- Data for the task:
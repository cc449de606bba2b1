use chrono::{NaiveDate, NaiveTime};

use crate::models::{ClassType, Schedule, Session, Term};

/// One row of the "Upcoming Sessions" table.
#[derive(Debug, Clone, PartialEq)]
pub struct SessionRow {
    pub session_id: i64,
    pub date: NaiveDate,
    pub start_time: NaiveTime,
    pub end_time: NaiveTime,
    pub capacity: Option<u32>,
}

impl SessionRow {
    pub fn date_label(&self) -> String {
        format_date_with_weekday(self.date)
    }

    pub fn time_label(&self) -> String {
        format!(
            "{}–{}",
            self.start_time.format("%H:%M"),
            self.end_time.format("%H:%M")
        )
    }
}

/// Sessions grouped under a heading; session-based classes have no heading.
#[derive(Debug, Clone, PartialEq)]
pub struct SessionGroup {
    pub heading: Option<String>,
    pub rows: Vec<SessionRow>,
}

pub fn format_date_with_weekday(date: NaiveDate) -> String {
    date.format("%a, %-d %b %Y").to_string()
}

pub fn term_heading(term: &Term) -> String {
    let capacity = term
        .capacity
        .map(|c| c.to_string())
        .unwrap_or_else(|| "-".to_string());
    let price = term
        .price
        .map(|p| p.to_string())
        .unwrap_or_else(|| "-".to_string());
    format!(
        "{} from {} to {} of capacity {} at price HKD {}",
        term.name,
        format_date_with_weekday(term.start_date),
        format_date_with_weekday(term.end_date),
        capacity,
        price
    )
}

fn not_past(date: NaiveDate, today: NaiveDate) -> bool {
    date >= today
}

fn schedule_rows(schedule: &Schedule, today: NaiveDate) -> impl Iterator<Item = SessionRow> + '_ {
    schedule
        .sessions
        .iter()
        .filter(move |session| not_past(session.date, today))
        .map(|session| SessionRow {
            session_id: session.id,
            date: session.date,
            start_time: schedule.start_time,
            end_time: schedule.end_time,
            capacity: schedule.capacity,
        })
}

/// Session-based classes list every session they carry.
fn class_session_rows(sessions: &[Session]) -> Vec<SessionRow> {
    sessions
        .iter()
        .filter_map(|session| {
            let slot = session.schedule.as_ref()?;
            Some(SessionRow {
                session_id: session.id,
                date: session.date,
                start_time: slot.start_time,
                end_time: slot.end_time,
                capacity: slot.capacity,
            })
        })
        .collect()
}

/// Term-based classes list the sessions still ahead, per running term.
fn term_groups(terms: &[Term], today: NaiveDate) -> Vec<SessionGroup> {
    terms
        .iter()
        .filter(|term| not_past(term.end_date, today))
        .filter_map(|term| {
            let schedules: Vec<&Schedule> = term
                .schedules
                .iter()
                .filter(|schedule| schedule.end_date.is_some_and(|end| not_past(end, today)))
                .collect();
            if schedules.is_empty() {
                return None;
            }
            let rows = schedules
                .into_iter()
                .flat_map(|schedule| schedule_rows(schedule, today))
                .collect();
            Some(SessionGroup {
                heading: Some(term_heading(term)),
                rows,
            })
        })
        .collect()
}

pub fn upcoming_sessions(
    class_type: Option<ClassType>,
    sessions: &[Session],
    terms: &[Term],
    today: NaiveDate,
) -> Vec<SessionGroup> {
    match class_type {
        Some(ClassType::Session) => vec![SessionGroup {
            heading: None,
            rows: class_session_rows(sessions),
        }],
        Some(ClassType::Term) => term_groups(terms, today),
        None => Vec::new(),
    }
}

#[cfg(test)]
mod tests {
    use super::*;
    use crate::models::{DayOfWeek, SessionSlot};

    fn date(y: i32, m: u32, d: u32) -> NaiveDate {
        NaiveDate::from_ymd_opt(y, m, d).unwrap()
    }

    fn time(h: u32) -> NaiveTime {
        NaiveTime::from_hms_opt(h, 0, 0).unwrap()
    }

    fn session(id: i64, on: NaiveDate) -> Session {
        Session {
            id,
            date: on,
            schedule: None,
        }
    }

    fn schedule(end: Option<NaiveDate>, sessions: Vec<Session>) -> Schedule {
        Schedule {
            id: Some(1),
            day_of_week: DayOfWeek::new(1).unwrap(),
            day: Some(date(2025, 12, 1)),
            start_time: time(16),
            end_time: time(17),
            capacity: Some(10),
            end_date: end,
            sessions,
        }
    }

    #[test]
    fn test_row_labels() {
        let row = SessionRow {
            session_id: 1,
            date: date(2025, 12, 15),
            start_time: time(9),
            end_time: NaiveTime::from_hms_opt(10, 30, 0).unwrap(),
            capacity: Some(4),
        };
        assert_eq!(row.date_label(), "Mon, 15 Dec 2025");
        assert_eq!(row.time_label(), "09:00–10:30");
    }

    #[test]
    fn test_session_class_lists_all_sessions() {
        let slot = SessionSlot {
            start_time: time(9),
            end_time: time(10),
            capacity: Some(6),
        };
        let sessions = vec![
            Session {
                id: 1,
                date: date(2025, 1, 6),
                schedule: Some(slot.clone()),
            },
            Session {
                id: 2,
                date: date(2026, 1, 5),
                schedule: Some(slot),
            },
        ];
        let groups = upcoming_sessions(Some(ClassType::Session), &sessions, &[], date(2025, 12, 15));
        assert_eq!(groups.len(), 1);
        assert_eq!(groups[0].heading, None);
        assert_eq!(groups[0].rows.len(), 2);
    }

    #[test]
    fn test_term_class_filters_past() {
        let today = date(2025, 12, 15);
        let terms = vec![
            Term {
                id: Some(1),
                name: "Autumn".to_string(),
                capacity: Some(10),
                price: Some(1200.0),
                start_date: date(2025, 9, 1),
                end_date: date(2025, 11, 30),
                schedules: vec![schedule(Some(date(2025, 11, 30)), vec![session(1, date(2025, 11, 24))])],
            },
            Term {
                id: Some(2),
                name: "Winter".to_string(),
                capacity: Some(10),
                price: Some(1500.0),
                start_date: date(2025, 12, 1),
                end_date: date(2026, 2, 28),
                schedules: vec![
                    schedule(
                        Some(date(2026, 2, 23)),
                        vec![
                            session(2, date(2025, 12, 8)),
                            session(3, today),
                            session(4, date(2025, 12, 22)),
                        ],
                    ),
                    schedule(Some(date(2025, 12, 8)), vec![session(5, date(2025, 12, 8))]),
                ],
            },
        ];
        let groups = upcoming_sessions(Some(ClassType::Term), &[], &terms, today);
        assert_eq!(groups.len(), 1);
        assert_eq!(
            groups[0].heading.as_deref(),
            Some("Winter from Mon, 1 Dec 2025 to Sat, 28 Feb 2026 of capacity 10 at price HKD 1500")
        );
        let ids: Vec<_> = groups[0].rows.iter().map(|r| r.session_id).collect();
        assert_eq!(ids, vec![3, 4]);
    }

    #[test]
    fn test_unselected_type_lists_nothing() {
        assert!(upcoming_sessions(None, &[session(1, date(2026, 1, 1))], &[], date(2025, 12, 15)).is_empty());
    }
}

- Try it:
Recreate the listing exactly, so that each entry reads as before.

- Output for this exercise:
repository cc449de606bba2b1
use chrono::{NaiveDate, NaiveTime};

use crate::models::{ClassType, Schedule, Session, Term};

/// One row of the "Upcoming Sessions" table.
#[derive(Debug, Clone, PartialEq)]
pub struct SessionRow {
    pub session_id: i64,
    pub date: NaiveDate,
    pub start_time: NaiveTime,
    pub end_time: NaiveTime,
    pub capacity: Option<u32>,
}

impl SessionRow {
    pub fn date_label(&self) -> String {
        format_date_with_weekday(self.date)
    }

    pub fn time_label(&self) -> String {
        format!(
            "{}–{}",
            self.start_time.format("%H:%M"),
            self.end_time.format("%H:%M")
        )
    }
}

/// Sessions grouped under a heading; session-based classes have no heading.
#[derive(Debug, Clone, PartialEq)]
pub struct SessionGroup {
    pub heading: Option<String>,
    pub rows: Vec<SessionRow>,
}

pub fn format_date_with_weekday(date: NaiveDate) -> String {
    date.format("%a, %-d %b %Y").to_string()
}

pub fn term_heading(term: &Term) -> String {
    let capacity = term
        .capacity
        .map(|c| c.to_string())
        .unwrap_or_else(|| "-".to_string());
    let price = term
        .price
        .map(|p| p.to_string())
        .unwrap_or_else(|| "-".to_string());
    format!(
        "{} from {} to {} of capacity {} at price HKD {}",
        term.name,
        format_date_with_weekday(term.start_date),
        format_date_with_weekday(term.end_date),
        capacity,
        price
    )
}

fn not_past(date: NaiveDate, today: NaiveDate) -> bool {
    date >= today
}

fn schedule_rows(schedule: &Schedule, today: NaiveDate) -> impl Iterator<Item = SessionRow> + '_ {
    schedule
        .sessions
        .iter()
        .filter(move |session| not_past(session.date, today))
        .map(|session| SessionRow {
            session_id: session.id,
            date: session.date,
            start_time: schedule.start_time,
            end_time: schedule.end_time,
            capacity: schedule.capacity,
        })
}

/// Session-based classes list every session they carry.
fn class_session_rows(sessions: &[Session]) -> Vec<SessionRow> {
    sessions
        .iter()
        .filter_map(|session| {
            let slot = session.schedule.as_ref()?;
            Some(SessionRow {
                session_id: session.id,
                date: session.date,
                start_time: slot.start_time,
                end_time: slot.end_time,
                capacity: slot.capacity,
            })
        })
        .collect()
}

/// Term-based classes list the sessions still ahead, per running term.
fn term_groups(terms: &[Term], today: NaiveDate) -> Vec<SessionGroup> {
    terms
        .iter()
        .filter(|term| not_past(term.end_date, today))
        .filter_map(|term| {
            let schedules: Vec<&Schedule> = term
                .schedules
                .iter()
                .filter(|schedule| schedule.end_date.is_some_and(|end| not_past(end, today)))
                .collect();
            if schedules.is_empty() {
                return None;
            }
            let rows = schedules
                .into_iter()
                .flat_map(|schedule| schedule_rows(schedule, today))
                .collect();
            Some(SessionGroup {
                heading: Some(term_heading(term)),
                rows,
            })
        })
        .collect()
}

pub fn upcoming_sessions(
    class_type: Option<ClassType>,
    sessions: &[Session],
    terms: &[Term],
    today: NaiveDate,
) -> Vec<SessionGroup> {
    match class_type {
        Some(ClassType::Session) => vec![SessionGroup {
            heading: None,
            rows: class_session_rows(sessions),
        }],
        Some(ClassType::Term) => term_groups(terms, today),
        None => Vec::new(),
    }
}

#[cfg(test)]
mod tests {
    use super::*;
    use crate::models::{DayOfWeek, SessionSlot};

    fn date(y: i32, m: u32, d: u32) -> NaiveDate {
        NaiveDate::from_ymd_opt(y, m, d).unwrap()
    }

    fn time(h: u32) -> NaiveTime {
        NaiveTime::from_hms_opt(h, 0, 0).unwrap()
    }

    fn session(id: i64, on: NaiveDate) -> Session {
        Session {
            id,
            date: on,
            schedule: None,
        }
    }

    fn schedule(end: Option<NaiveDate>, sessions: Vec<Session>) -> Schedule {
        Schedule {
            id: Some(1),
            day_of_week: DayOfWeek::new(1).unwrap(),
            day: Some(date(2025, 12, 1)),
            start_time: time(16),
            end_time: time(17),
            capacity: Some(10),
            end_date: end,
            sessions,
        }
    }

    #[test]
    fn test_row_labels() {
        let row = SessionRow {
            session_id: 1,
            date: date(2025, 12, 15),
            start_time: time(9),
            end_time: NaiveTime::from_hms_opt(10, 30, 0).unwrap(),
            capacity: Some(4),
        };
        assert_eq!(row.date_label(), "Mon, 15 Dec 2025");
        assert_eq!(row.time_label(), "09:00–10:30");
    }

    #[test]
    fn test_session_class_lists_all_sessions() {
        let slot = SessionSlot {
            start_time: time(9),
            end_time: time(10),
            capacity: Some(6),
        };
        let sessions = vec![
            Session {
                id: 1,
                date: date(2025, 1, 6),
                schedule: Some(slot.clone()),
            },
            Session {
                id: 2,
                date: date(2026, 1, 5),
                schedule: Some(slot),
            },
        ];
        let groups = upcoming_sessions(Some(ClassType::Session), &sessions, &[], date(2025, 12, 15));
        assert_eq!(groups.len(), 1);
        assert_eq!(groups[0].heading, None);
        assert_eq!(groups[0].rows.len(), 2);
    }

    #[test]
    fn test_term_class_filters_past() {
        let today = date(2025, 12, 15);
        let terms = vec![
            Term {
                id: Some(1),
                name: "Autumn".to_string(),
                capacity: Some(10),
                price: Some(1200.0),
                start_date: date(2025, 9, 1),
                end_date: date(2025, 11, 30),
                schedules: vec![schedule(Some(date(2025, 11, 30)), vec![session(1, date(2025, 11, 24))])],
            },
            Term {
                id: Some(2),
                name: "Winter".to_string(),
                capacity: Some(10),
                price: Some(1500.0),
                start_date: date(2025, 12, 1),
                end_date: date(2026, 2, 28),
                schedules: vec![
                    schedule(
                        Some(date(2026, 2, 23)),
                        vec![
                            session(2, date(2025, 12, 8)),
                            session(3, today),
                            session(4, date(2025, 12, 22)),
                        ],
                    ),
                    schedule(Some(date(2025, 12, 8)), vec![session(5, date(2025, 12, 8))]),
                ],
            },
        ];
        let groups = upcoming_sessions(Some(ClassType::Term), &[], &terms, today);
        assert_eq!(groups.len(), 1);
        assert_eq!(
            groups[0].heading.as_deref(),
            Some("Winter from Mon, 1 Dec 2025 to Sat, 28 Feb 2026 of capacity 10 at price HKD 1500")
        );
        let ids: Vec<_> = groups[0].rows.iter().map(|r| r.session_id).collect();
        assert_eq!(ids, vec![3, 4]);
    }

    #[test]
    fn test_unselected_type_lists_nothing() {
        assert!(upcoming_sessions(None, &[session(1, date(2026, 1, 1))], &[], date(2025, 12, 15)).is_empty());
    }
}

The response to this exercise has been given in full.